> **Work order**
Give the entries again in full. Nothing may be altered.

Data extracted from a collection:

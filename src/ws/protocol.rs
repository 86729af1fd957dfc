//! WebSocket protocol message definitions
//! These are the wire types for client-server communication.
//!
//! Every frame is a JSON text message of the form `{"event": <name>, "data": <payload>}`.

use serde::{Deserialize, Serialize};
use uuid::Uuid;

/// Transport-assigned session id, doubling as the player key
pub type ConnectionId = Uuid;

/// Stable projectile id, assigned at creation and never reused
pub type ProjectileId = u64;

/// Messages sent from client to server
#[derive(Debug, Clone, PartialEq, Serialize, Deserialize)]
#[serde(tag = "event", content = "data", rename_all = "camelCase")]
pub enum ClientMsg {
    /// Per-frame movement intent
    Move(MoveRequest),
    /// Fire request with a client-computed muzzle position
    Shoot(ShootRequest),
}

/// Raw movement deltas, validated before they touch the world
#[derive(Debug, Clone, Copy, PartialEq, Serialize, Deserialize)]
pub struct MoveRequest {
    /// Horizontal impulse, accepted in (-6, 6)
    pub x: f64,
    /// Vertical impulse, accepted in (-6, 6)
    pub y: f64,
    /// Rotation delta in degrees, accepted in (-10, 10)
    pub rot: f64,
    /// Thruster flag, shown by clients
    #[serde(default)]
    pub boost: bool,
}

#[derive(Debug, Clone, Copy, PartialEq, Serialize, Deserialize)]
pub struct ShootRequest {
    pub dir: Direction,
    pub x: f64,
    pub y: f64,
}

#[derive(Debug, Clone, Copy, PartialEq, Serialize, Deserialize)]
pub struct Direction {
    pub x: f64,
    pub y: f64,
}

/// Messages sent from server to client
#[derive(Debug, Clone, PartialEq, Serialize, Deserialize)]
#[serde(tag = "event", content = "data", rename_all = "camelCase")]
pub enum ServerMsg {
    /// Initial sync for a new connection: full roster plus the assigned id
    Joined {
        players: Vec<PlayerRecord>,
        id: ConnectionId,
    },

    /// Another client joined
    NewPlayer(PlayerRecord),

    /// A projectile was fired
    NewBullet(ProjectileRecord),

    /// Per-tick projectile refresh
    UpdateBullet(ProjectileRecord),

    /// A projectile expired
    EndBullet { id: ProjectileId },

    /// Per-tick player refresh
    PlayerMoved(PlayerRecord),

    /// A client left
    PlayerDisconnected { id: ConnectionId },

    /// End-of-tick render barrier
    UpdateScreen,
}

impl ServerMsg {
    /// Wire event name, used for logging
    pub fn event_name(&self) -> &'static str {
        match self {
            Self::Joined { .. } => "joined",
            Self::NewPlayer(_) => "newPlayer",
            Self::NewBullet(_) => "newBullet",
            Self::UpdateBullet(_) => "updateBullet",
            Self::EndBullet { .. } => "endBullet",
            Self::PlayerMoved(_) => "playerMoved",
            Self::PlayerDisconnected { .. } => "playerDisconnected",
            Self::UpdateScreen => "updateScreen",
        }
    }
}

/// Player state as seen by clients
#[derive(Debug, Clone, PartialEq, Serialize, Deserialize)]
pub struct PlayerRecord {
    pub id: ConnectionId,
    pub x: f64,
    pub y: f64,
    pub acc_x: f64,
    pub acc_y: f64,
    /// Rotation in degrees, [0, 360)
    pub rot: f64,
    pub name: String,
    pub boost: bool,
}

/// Projectile state as seen by clients
#[derive(Debug, Clone, PartialEq, Serialize, Deserialize)]
pub struct ProjectileRecord {
    pub id: ProjectileId,
    pub x: f64,
    pub y: f64,
    pub dir_x: f64,
    pub dir_y: f64,
    pub owner_id: ConnectionId,
}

> **Answer to this exercise**
filename src/ws/protocol.rs
repository 86729af1fd957dfc
//! WebSocket protocol message definitions
//! These are the wire types for client-server communication.
//!
//! Every frame is a JSON text message of the form `{"event": <name>, "data": <payload>}`.

use serde::{Deserialize, Serialize};
use uuid::Uuid;

/// Transport-assigned session id, doubling as the player key
pub type ConnectionId = Uuid;

/// Stable projectile id, assigned at creation and never reused
pub type ProjectileId = u64;

/// Messages sent from client to server
#[derive(Debug, Clone, PartialEq, Serialize, Deserialize)]
#[serde(tag = "event", content = "data", rename_all = "camelCase")]
pub enum ClientMsg {
    /// Per-frame movement intent
    Move(MoveRequest),
    /// Fire request with a client-computed muzzle position
    Shoot(ShootRequest),
}

/// Raw movement deltas, validated before they touch the world
#[derive(Debug, Clone, Copy, PartialEq, Serialize, Deserialize)]
pub struct MoveRequest {
    /// Horizontal impulse, accepted in (-6, 6)
    pub x: f64,
    /// Vertical impulse, accepted in (-6, 6)
    pub y: f64,
    /// Rotation delta in degrees, accepted in (-10, 10)
    pub rot: f64,
    /// Thruster flag, shown by clients
    #[serde(default)]
    pub boost: bool,
}

#[derive(Debug, Clone, Copy, PartialEq, Serialize, Deserialize)]
pub struct ShootRequest {
    pub dir: Direction,
    pub x: f64,
    pub y: f64,
}

#[derive(Debug, Clone, Copy, PartialEq, Serialize, Deserialize)]
pub struct Direction {
    pub x: f64,
    pub y: f64,
}

/// Messages sent from server to client
#[derive(Debug, Clone, PartialEq, Serialize, Deserialize)]
#[serde(tag = "event", content = "data", rename_all = "camelCase")]
pub enum ServerMsg {
    /// Initial sync for a new connection: full roster plus the assigned id
    Joined {
        players: Vec<PlayerRecord>,
        id: ConnectionId,
    },

    /// Another client joined
    NewPlayer(PlayerRecord),

    /// A projectile was fired
    NewBullet(ProjectileRecord),

    /// Per-tick projectile refresh
    UpdateBullet(ProjectileRecord),

    /// A projectile expired
    EndBullet { id: ProjectileId },

    /// Per-tick player refresh
    PlayerMoved(PlayerRecord),

    /// A client left
    PlayerDisconnected { id: ConnectionId },

    /// End-of-tick render barrier
    UpdateScreen,
}

impl ServerMsg {
    /// Wire event name, used for logging
    pub fn event_name(&self) -> &'static str {
        match self {
            Self::Joined { .. } => "joined",
            Self::NewPlayer(_) => "newPlayer",
            Self::NewBullet(_) => "newBullet",
            Self::UpdateBullet(_) => "updateBullet",
            Self::EndBullet { .. } => "endBullet",
            Self::PlayerMoved(_) => "playerMoved",
            Self::PlayerDisconnected { .. } => "playerDisconnected",
            Self::UpdateScreen => "updateScreen",
        }
    }
}

/// Player state as seen by clients
#[derive(Debug, Clone, PartialEq, Serialize, Deserialize)]
pub struct PlayerRecord {
    pub id: ConnectionId,
    pub x: f64,
    pub y: f64,
    pub acc_x: f64,
    pub acc_y: f64,
    /// Rotation in degrees, [0, 360)
    pub rot: f64,
    pub name: String,
    pub boost: bool,
}

/// Projectile state as seen by clients
#[derive(Debug, Clone, PartialEq, Serialize, Deserialize)]
pub struct ProjectileRecord {
    pub id: ProjectileId,
    pub x: f64,
    pub y: f64,
    pub dir_x: f64,
    pub dir_y: f64,
    pub owner_id: ConnectionId,
}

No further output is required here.